Some notable exceptions aside, eukaryotic genomes are distinguished from those of Bacteria and Archaea in a number of ways, including chromosome structure and number, repetitive DNA content, and the presence of introns in protein-coding regions. One of the most notable differences between eukaryotic and prokaryotic genomes is in size. Unlike their prokaryotic counterparts, eukaryotes exhibit enormous (more than 60,000-fold) variability in genome size which is not explained by differences in gene number. Genome size is known to correlate with cell size and division rate, and by extension with numerous organism-level traits such as metabolism, developmental rate or body size. Less well described are the relationships between genome size and other properties of the genome, such as gene content, transposable element content, base pair composition and related features. The rapid expansion of 'complete' genome sequencing projects has, for the first time, made it possible to examine these relationships across a wide range of eukaryotes in order to shed new light on the causes and correlates of genome size diversity. This study presents the results of phylogenetically informed comparisons of genome data for more than 500 species of eukaryotes. Several relationships are described between genome size and other genomic parameters, and some recommendations are presented for how these insights can be extended even more broadly in the future.

Keywords: C-value; genes; genome sequencing; genome size; introns; transposable elements.

Figure 1.

Comparison of genome size estimates based on sequencing or traditional cytogenetic methods. (a) Correspondence between genome sizes estimated from sequence assemblies versus estimates based on Feulgen densitometry or flow cytometry. The two sets of estimates are strongly positively correlated, although there are discrepancies. (b) Relationship between discrepancy according to method of estimation and genome size.
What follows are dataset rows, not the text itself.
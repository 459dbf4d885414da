//! Page merging: overlays onto pages, and whole documents into one

use std::collections::BTreeMap;

use lopdf::{Dictionary, Document, Object, ObjectId, Stream};
use tracing::debug;

use crate::error::{Error, Result};
use crate::pdf::document::{content_stream, flatten_inherited, inherited_attribute, page_geometry, resolve};

/// Merges overlay pages onto the pages of a base document.
///
/// The overlay's objects are imported once, renumbered past the base
/// document's ids. Each merge wraps the overlay page in a form XObject,
/// brackets the existing content in `q`/`Q` and draws the form last, so
/// the overlay always sits above what was there and cannot be disturbed by
/// graphics state the page leaves behind.
pub struct PageMerger<'a> {
    doc: &'a mut Document,
    overlay_pages: Vec<ObjectId>,
    next_name: usize,
}

impl<'a> PageMerger<'a> {
    pub fn new(doc: &'a mut Document, mut overlay: Document) -> Self {
        overlay.renumber_objects_with(doc.max_id + 1);
        let overlay_pages = overlay.get_pages().into_values().collect();
        doc.max_id = doc.max_id.max(overlay.max_id);
        doc.objects.extend(overlay.objects);
        Self {
            doc,
            overlay_pages,
            next_name: 0,
        }
    }

    pub fn overlay_count(&self) -> usize {
        self.overlay_pages.len()
    }

    /// Draw overlay page `index` (0-based) on top of `page_id`.
    ///
    /// An overlay page without marks leaves the page untouched.
    pub fn merge(&mut self, page_id: ObjectId, index: usize) -> Result<()> {
        let overlay_page = *self.overlay_pages.get(index).ok_or_else(|| {
            Error::General(format!(
                "overlay has {} pages, page {} requested",
                self.overlay_pages.len(),
                index + 1
            ))
        })?;

        let (content, resources, bbox) = self.overlay_parts(overlay_page)?;
        if content.iter().all(u8::is_ascii_whitespace) {
            debug!(?page_id, "empty overlay, page left as is");
            return Ok(());
        }

        let matrix = page_geometry(self.doc, page_id)?.overlay_matrix();
        let mut form = Dictionary::new();
        form.set("Type", Object::Name(b"XObject".to_vec()));
        form.set("Subtype", Object::Name(b"Form".to_vec()));
        form.set("FormType", Object::Integer(1));
        form.set("BBox", bbox);
        form.set("Matrix", Object::Array(matrix.iter().map(|&v| Object::Real(v)).collect()));
        form.set("Resources", Object::Dictionary(resources));
        let form_id = self.doc.add_object(Stream::new(form, content));

        let name = self.add_xobject_to_page_resources(page_id, form_id)?;
        self.wrap_and_draw(page_id, format!("q /{name} Do Q\n"))?;
        debug!(?page_id, overlay = index, "merged overlay");
        Ok(())
    }

    /// Concatenated content, resources and media box of an imported overlay page
    fn overlay_parts(&self, overlay_page: ObjectId) -> Result<(Vec<u8>, Dictionary, Object)> {
        let doc: &Document = self.doc;
        let page = doc.get_dictionary(overlay_page)?;

        let mut content = Vec::new();
        for id in content_ids(page) {
            if let Ok(stream) = doc.get_object(id).and_then(Object::as_stream) {
                let data = stream
                    .decompressed_content()
                    .unwrap_or_else(|_| stream.content.clone());
                content.extend_from_slice(&data);
                content.push(b'\n');
            }
        }

        let resources = match page.get(b"Resources").map(|o| resolve(doc, o)) {
            Ok(Object::Dictionary(dict)) => dict.clone(),
            _ => Dictionary::new(),
        };
        let bbox = page
            .get(b"MediaBox")
            .cloned()
            .unwrap_or_else(|_| Object::Array(vec![Object::Integer(0), Object::Integer(0), Object::Integer(612), Object::Integer(792)]));
        Ok((content, resources, bbox))
    }

    /// Give the page its own Resources with the form added; returns the name used
    fn add_xobject_to_page_resources(&mut self, page_id: ObjectId, xobject_id: ObjectId) -> Result<String> {
        let doc: &Document = self.doc;
        let mut resources = match inherited_attribute(doc, page_id, b"Resources").map(|o| resolve(doc, o)) {
            Some(Object::Dictionary(dict)) => dict.clone(),
            _ => Dictionary::new(),
        };
        let mut xobjects = match resources.get(b"XObject").map(|o| resolve(doc, o)) {
            Ok(Object::Dictionary(dict)) => dict.clone(),
            _ => Dictionary::new(),
        };

        let name = loop {
            self.next_name += 1;
            let candidate = format!("Ovl{}", self.next_name);
            if !xobjects.has(candidate.as_bytes()) {
                break candidate;
            }
        };

        xobjects.set(name.clone(), Object::Reference(xobject_id));
        resources.set("XObject", Object::Dictionary(xobjects));
        self.doc
            .get_dictionary_mut(page_id)?
            .set("Resources", Object::Dictionary(resources));
        Ok(name)
    }

    /// Contents become `[q, existing..., Q, draw]`
    fn wrap_and_draw(&mut self, page_id: ObjectId, draw: String) -> Result<()> {
        let existing: Vec<Object> = content_ids(self.doc.get_dictionary(page_id)?)
            .into_iter()
            .map(Object::Reference)
            .collect();

        let mut contents = Vec::with_capacity(existing.len() + 3);
        if !existing.is_empty() {
            contents.push(Object::Reference(self.doc.add_object(content_stream("q\n"))));
            contents.extend(existing);
            contents.push(Object::Reference(self.doc.add_object(content_stream("Q\n"))));
        }
        contents.push(Object::Reference(self.doc.add_object(content_stream(draw))));

        self.doc
            .get_dictionary_mut(page_id)?
            .set("Contents", Object::Array(contents));
        Ok(())
    }
}

fn content_ids(page: &Dictionary) -> Vec<ObjectId> {
    match page.get(b"Contents") {
        Ok(Object::Reference(id)) => vec![*id],
        Ok(Object::Array(items)) => items.iter().filter_map(|o| o.as_reference().ok()).collect(),
        _ => Vec::new(),
    }
}

/// Merge overlay page `i` onto `targets[i]` for every target
pub fn apply_overlay(doc: &mut Document, overlay: Document, targets: &[ObjectId]) -> Result<()> {
    let mut merger = PageMerger::new(doc, overlay);
    if merger.overlay_count() != targets.len() {
        return Err(Error::General(format!(
            "Page count mismatch: {} target pages, overlay has {} pages",
            targets.len(),
            merger.overlay_count()
        )));
    }
    for (index, &page_id) in targets.iter().enumerate() {
        merger.merge(page_id, index)?;
    }
    Ok(())
}

/// Concatenate the pages of several documents, in order, into a new one
pub fn merge_documents(documents: Vec<Document>) -> Result<Document> {
    if documents.is_empty() {
        return Err(Error::validation("No input files provided"));
    }

    // Define a starting max_id for merged document
    let mut max_id = 1;
    let mut page_ids: Vec<ObjectId> = Vec::new();
    let mut objects: BTreeMap<ObjectId, Object> = BTreeMap::new();

    for mut doc in documents {
        for page_id in doc.get_pages().into_values() {
            flatten_inherited(&mut doc, page_id)?;
        }

        // Renumber objects in this document to avoid conflicts
        doc.renumber_objects_with(max_id);
        max_id = doc.max_id + 1;

        page_ids.extend(doc.get_pages().into_values());
        objects.extend(doc.objects);
    }

    let mut merged = Document::with_version("1.5");
    merged.objects.extend(objects);
    // new_object_id() must hand out ids past everything just added
    merged.max_id = max_id - 1;

    let pages_id = merged.new_object_id();
    let kids: Vec<Object> = page_ids.iter().map(|&id| Object::Reference(id)).collect();
    let mut pages_object = Dictionary::new();
    pages_object.set("Type", Object::Name(b"Pages".to_vec()));
    pages_object.set("Count", Object::Integer(page_ids.len() as i64));
    pages_object.set("Kids", Object::Array(kids));
    merged.objects.insert(pages_id, Object::Dictionary(pages_object));

    let mut catalog = Dictionary::new();
    catalog.set("Type", Object::Name(b"Catalog".to_vec()));
    catalog.set("Pages", Object::Reference(pages_id));
    let catalog_id = merged.add_object(Object::Dictionary(catalog));
    merged.trailer.set("Root", Object::Reference(catalog_id));

    for &page_id in &page_ids {
        merged
            .get_dictionary_mut(page_id)?
            .set("Parent", Object::Reference(pages_id));
    }

    debug!(pages = page_ids.len(), "merged documents");
    Ok(merged)
}
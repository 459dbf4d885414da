//! PDF metadata extraction

use lopdf::{Document, Object};

use crate::error::{Error, Result};
use crate::pdf::document::ensure_pdf;
use crate::pdf::security;

/// Count pages by reading the Count field from the Pages dictionary
/// This is more reliable than get_pages() which doesn't handle nested page trees
fn count_pages_from_catalog(doc: &Document) -> Result<usize> {
    let catalog_id = doc
        .trailer
        .get(b"Root")
        .and_then(Object::as_reference)
        .map_err(|_| Error::General("No Root in trailer".to_string()))?;
    let pages_id = doc
        .get_dictionary(catalog_id)?
        .get(b"Pages")
        .and_then(Object::as_reference)
        .map_err(|_| Error::General("No Pages in catalog".to_string()))?;

    match doc.get_dictionary(pages_id)?.get(b"Count") {
        Ok(Object::Integer(n)) if *n >= 0 => Ok(*n as usize),
        _ => Err(Error::General("Count is not an integer".to_string())),
    }
}

/// PDF metadata
#[derive(Debug, Clone)]
pub struct PdfMetadata {
    /// Number of pages in the PDF
    pub page_count: usize,
    /// Document title (if present)
    pub title: Option<String>,
    /// Document author (if present)
    pub author: Option<String>,
    /// Whether the file has an Encrypt dictionary
    pub encrypted: bool,
    /// Header version, e.g. "1.7"
    pub version: String,
}

/// Extract metadata from PDF bytes.
///
/// Encrypted files still report their page count; title and author are
/// only available when the empty user password opens them.
pub fn extract_metadata(bytes: &[u8]) -> Result<PdfMetadata> {
    ensure_pdf(bytes)?;
    let mut doc = Document::load_mem(bytes)?;
    let encrypted = doc.is_encrypted();
    if encrypted {
        doc = security::load_encrypted(bytes)?;
        if doc.decrypt("").is_err() {
            doc.trailer.remove(b"Info");
        }
    }

    // Use catalog-based counting, falling back to walking the tree
    let page_count = count_pages_from_catalog(&doc).unwrap_or_else(|_| doc.get_pages().len());
    if page_count == 0 {
        return Err(Error::EmptyPdf);
    }

    Ok(PdfMetadata {
        page_count,
        title: info_string(&doc, b"Title"),
        author: info_string(&doc, b"Author"),
        encrypted,
        version: doc.version.clone(),
    })
}

fn info_string(doc: &Document, key: &[u8]) -> Option<String> {
    let info = match doc.trailer.get(b"Info").ok()? {
        Object::Reference(id) => doc.get_dictionary(*id).ok()?,
        Object::Dictionary(dict) => dict,
        _ => return None,
    };
    let bytes = info.get(key).ok()?.as_str().ok()?;
    let text = decode_text_string(bytes);
    (!text.is_empty()).then_some(text)
}

/// Text strings are UTF-16BE with a BOM, or a single-byte encoding
fn decode_text_string(bytes: &[u8]) -> String {
    match bytes {
        [0xFE, 0xFF, rest @ ..] => {
            let units: Vec<u16> = rest
                .chunks_exact(2)
                .map(|pair| u16::from_be_bytes([pair[0], pair[1]]))
                .collect();
            String::from_utf16_lossy(&units)
        }
        _ => match std::str::from_utf8(bytes) {
            Ok(s) => s.to_string(),
            Err(_) => bytes.iter().map(|&b| b as char).collect(),
        },
    }
}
The discrepancy becomes larger with increasing genome size, with most of the differences reflecting a lower estimate derived from sequence assembly. (Online version in colour.)

Figure 2.

Relationships between genome size and (a) gene number, (b) percentage of the genome consisting of protein-coding genes, and (c) proportion of the genome consisting of introns. (Online version in colour.)

Figure 3.

Relationships between genome size and (a) the proportion of the genome made up of repetitive sequences in general, and (b) transposable elements in particular. (Online version in colour.)

Figure 4.

Genome size and base pair composition (given as % GC). (Online version in colour.)